Practical Tips for a Trade Business or Site

  • Start from the risk assessment. List the residual risks on each job, then map a sign to each one. Don't buy signs first and reverse-engineer the risks.
  • Buy BS EN ISO 7010 compliant signs. Stick to current standardised pictograms from a reputable supplier — avoid old stock with superseded symbols or home-made signs.
  • Keep a site signage kit in the van. A set of common signs (PPE, no entry, wet floor / trip hazard, fire points) plus a portable A-board means you can sign a hazard the moment it appears.
  • Position for visibility.

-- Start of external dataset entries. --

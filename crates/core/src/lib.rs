//! AOProto Core - Error taxonomy and shared wire aggregates

mod error;
mod types;

pub use error::*;
pub use types::*;
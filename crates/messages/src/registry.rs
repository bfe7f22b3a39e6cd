//! Message lookup by name

use crate::n3::*;
use crate::system::*;
use aoproto_codec::{TypeDesc, Value, WireType};

/// A message type known to the lookup table
#[derive(Debug, Clone, Copy)]
pub struct MessageEntry {
    pub name: &'static str,
    desc: fn() -> TypeDesc,
    sample: fn() -> Value,
}

impl MessageEntry {
    const fn of<M: WireType + Default>(name: &'static str) -> Self {
        Self {
            name,
            desc: M::type_desc,
            sample: sample::<M>,
        }
    }

    pub fn type_desc(&self) -> TypeDesc {
        (self.desc)()
    }

    /// Default instance of the message as a value
    pub fn sample(&self) -> Value {
        (self.sample)()
    }
}

fn sample<M: WireType + Default>() -> Value {
    M::default().to_value()
}

/// Every top-level message, in name order
pub const MESSAGES: &[MessageEntry] = &[
    MessageEntry::of::<AppearanceUpdateMessage>("AppearanceUpdateMessage"),
    MessageEntry::of::<CharacterActionMessage>("CharacterActionMessage"),
    MessageEntry::of::<CharacterListMessage>("CharacterListMessage"),
    MessageEntry::of::<CreateCharacterMessage>("CreateCharacterMessage"),
    MessageEntry::of::<OrgClientMessage>("OrgClientMessage"),
    MessageEntry::of::<OrgInviteMessage>("OrgInviteMessage"),
    MessageEntry::of::<OrgServerMessage>("OrgServerMessage"),
    MessageEntry::of::<PlayfieldAnarchyFMessage>("PlayfieldAnarchyFMessage"),
    MessageEntry::of::<StatMessage>("StatMessage"),
    MessageEntry::of::<ZoneInfoMessage>("ZoneInfoMessage"),
];

pub fn message_by_name(name: &str) -> Option<&'static MessageEntry> {
    MESSAGES.iter().find(|entry| entry.name.eq_ignore_ascii_case(name))
}

/// Type description of the message called `name`
pub fn descriptor_by_name(name: &str) -> Option<TypeDesc> {
    message_by_name(name).map(MessageEntry::type_desc)
}

pub fn message_names() -> impl Iterator<Item = &'static str> {
    MESSAGES.iter().map(|entry| entry.name)
}

#[cfg(test)]
mod tests {
    use super::*;

    #[test]
    fn test_lookup() {
        assert_eq!(
            descriptor_by_name("StatMessage"),
            Some(StatMessage::type_desc())
        );
        assert!(descriptor_by_name("statmessage").is_some());
        assert!(descriptor_by_name("NoSuchMessage").is_none());
    }

    #[test]
    fn test_names_match_types() {
        for entry in MESSAGES {
            assert_eq!(entry.type_desc().name(), entry.name);
        }
        assert_eq!(message_names().count(), MESSAGES.len());
    }

    #[test]
    fn test_samples_are_records() {
        for entry in MESSAGES {
            assert!(matches!(entry.sample(), Value::Record(_)), "{}", entry.name);
        }
    }
}
//! Forward-only primitive streams
//!
//! [`StreamWriter`] and [`StreamReader`] are the only things that touch raw
//! bytes. Every read checks the remaining length first, so a short buffer
//! surfaces as [`CodecError::TruncatedStream`] instead of a panic.

use aoproto_core::{ByteOrder, CodecError, Result};
use bytes::{Buf, BufMut, Bytes, BytesMut};

macro_rules! write_fixed {
    ($name:ident, $ty:ty, $be:ident, $le:ident) => {
        #[inline]
        pub fn $name(&mut self, val: $ty) {
            match self.order {
                ByteOrder::Big => self.buf.$be(val),
                ByteOrder::Little => self.buf.$le(val),
            }
        }
    };
}

macro_rules! read_fixed {
    ($name:ident, $ty:ty, $be:ident, $le:ident) => {
        #[inline]
        pub fn $name(&mut self) -> Result<$ty> {
            self.ensure(std::mem::size_of::<$ty>())?;
            Ok(match self.order {
                ByteOrder::Big => self.buf.$be(),
                ByteOrder::Little => self.buf.$le(),
            })
        }
    };
}

/// Sequential writer over a growable buffer
#[derive(Debug)]
pub struct StreamWriter {
    buf: BytesMut,
    order: ByteOrder,
}

impl StreamWriter {
    pub fn new(order: ByteOrder) -> Self {
        Self::with_capacity(order, 64)
    }

    pub fn with_capacity(order: ByteOrder, capacity: usize) -> Self {
        Self {
            buf: BytesMut::with_capacity(capacity),
            order,
        }
    }

    pub fn byte_order(&self) -> ByteOrder {
        self.order
    }

    #[inline]
    pub fn write_u8(&mut self, val: u8) {
        self.buf.put_u8(val);
    }

    #[inline]
    pub fn write_i8(&mut self, val: i8) {
        self.buf.put_i8(val);
    }

    #[inline]
    pub fn write_bool(&mut self, val: bool) {
        self.buf.put_u8(val as u8);
    }

    write_fixed!(write_u16, u16, put_u16, put_u16_le);
    write_fixed!(write_i16, i16, put_i16, put_i16_le);
    write_fixed!(write_u32, u32, put_u32, put_u32_le);
    write_fixed!(write_i32, i32, put_i32, put_i32_le);
    write_fixed!(write_u64, u64, put_u64, put_u64_le);
    write_fixed!(write_i64, i64, put_i64, put_i64_le);
    write_fixed!(write_f32, f32, put_f32, put_f32_le);

    /// Write a raw byte block with no length information
    #[inline]
    pub fn write_bytes(&mut self, val: &[u8]) {
        self.buf.put_slice(val);
    }

    pub fn len(&self) -> usize {
        self.buf.len()
    }

    pub fn is_empty(&self) -> bool {
        self.buf.is_empty()
    }

    pub fn as_slice(&self) -> &[u8] {
        &self.buf
    }

    pub fn into_bytes(self) -> Bytes {
        self.buf.freeze()
    }
}

/// Sequential reader over an immutable buffer
#[derive(Debug)]
pub struct StreamReader {
    buf: Bytes,
    order: ByteOrder,
}

impl StreamReader {
    pub fn new(data: impl Into<Bytes>, order: ByteOrder) -> Self {
        Self {
            buf: data.into(),
            order,
        }
    }

    pub fn byte_order(&self) -> ByteOrder {
        self.order
    }

    #[inline]
    fn ensure(&self, needed: usize) -> Result<()> {
        if self.buf.remaining() < needed {
            return Err(CodecError::TruncatedStream {
                needed,
                remaining: self.buf.remaining(),
            });
        }
        Ok(())
    }

    #[inline]
    pub fn read_u8(&mut self) -> Result<u8> {
        self.ensure(1)?;
        Ok(self.buf.get_u8())
    }

    #[inline]
    pub fn read_i8(&mut self) -> Result<i8> {
        self.ensure(1)?;
        Ok(self.buf.get_i8())
    }

    #[inline]
    pub fn read_bool(&mut self) -> Result<bool> {
        Ok(self.read_u8()? != 0)
    }

    read_fixed!(read_u16, u16, get_u16, get_u16_le);
    read_fixed!(read_i16, i16, get_i16, get_i16_le);
    read_fixed!(read_u32, u32, get_u32, get_u32_le);
    read_fixed!(read_i32, i32, get_i32, get_i32_le);
    read_fixed!(read_u64, u64, get_u64, get_u64_le);
    read_fixed!(read_i64, i64, get_i64, get_i64_le);
    read_fixed!(read_f32, f32, get_f32, get_f32_le);

    /// Read exactly `len` raw bytes
    pub fn read_bytes(&mut self, len: usize) -> Result<Bytes> {
        self.ensure(len)?;
        Ok(self.buf.copy_to_bytes(len))
    }

    /// Read bytes up to and including the next zero byte, returning them without the terminator
    pub fn read_until_nul(&mut self) -> Result<Bytes> {
        match self.buf.iter().position(|&b| b == 0) {
            Some(end) => {
                let bytes = self.buf.copy_to_bytes(end);
                self.buf.advance(1);
                Ok(bytes)
            }
            None => Err(CodecError::TruncatedStream {
                needed: self.buf.remaining() + 1,
                remaining: self.buf.remaining(),
            }),
        }
    }

    pub fn remaining(&self) -> usize {
        self.buf.remaining()
    }

    pub fn is_eof(&self) -> bool {
        !self.buf.has_remaining()
    }
}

Put PPE and prohibition signs on the approach to the hazard, at eye level, where they'll be read before the risk is reached — not after.
  • Maintain and rotate. Bin faded or damaged signs. Take redundant signs down so the ones that remain are taken seriously.
  • Cover emergency basics. Fire exit, fire equipment, first aid and assembly point signage should be in place wherever you have a fixed unit, cabin or office.
  • Brief your team. Cover what the signs mean in inductions and toolbox talks, including hand signals for anyone banksman or slinger duties fall to.
  • Photograph your setup. A quick photo of your signage in place is useful evidence that you met your duty — log it against the job so it's there if you ever need it.

The Bottom Line

Safety signs are simple once you know the shape-and-colour code: round red for "must not", yellow triangle for "danger", round blue for "must do", green square for safety and the way out, red square for fire equipment. The law under the Health and Safety (Safety Signs and Signals) Regulations 1996 is equally simple — provide a sign wherever a significant risk remains after you've done what you reasonably can to control it, keep it visible and maintained, back it with signals and training where needed, and take it down when it's no longer relevant. Do that, tie it to your risk assessments, and signage stops being a box to tick and becomes a genuine part of running a safe site.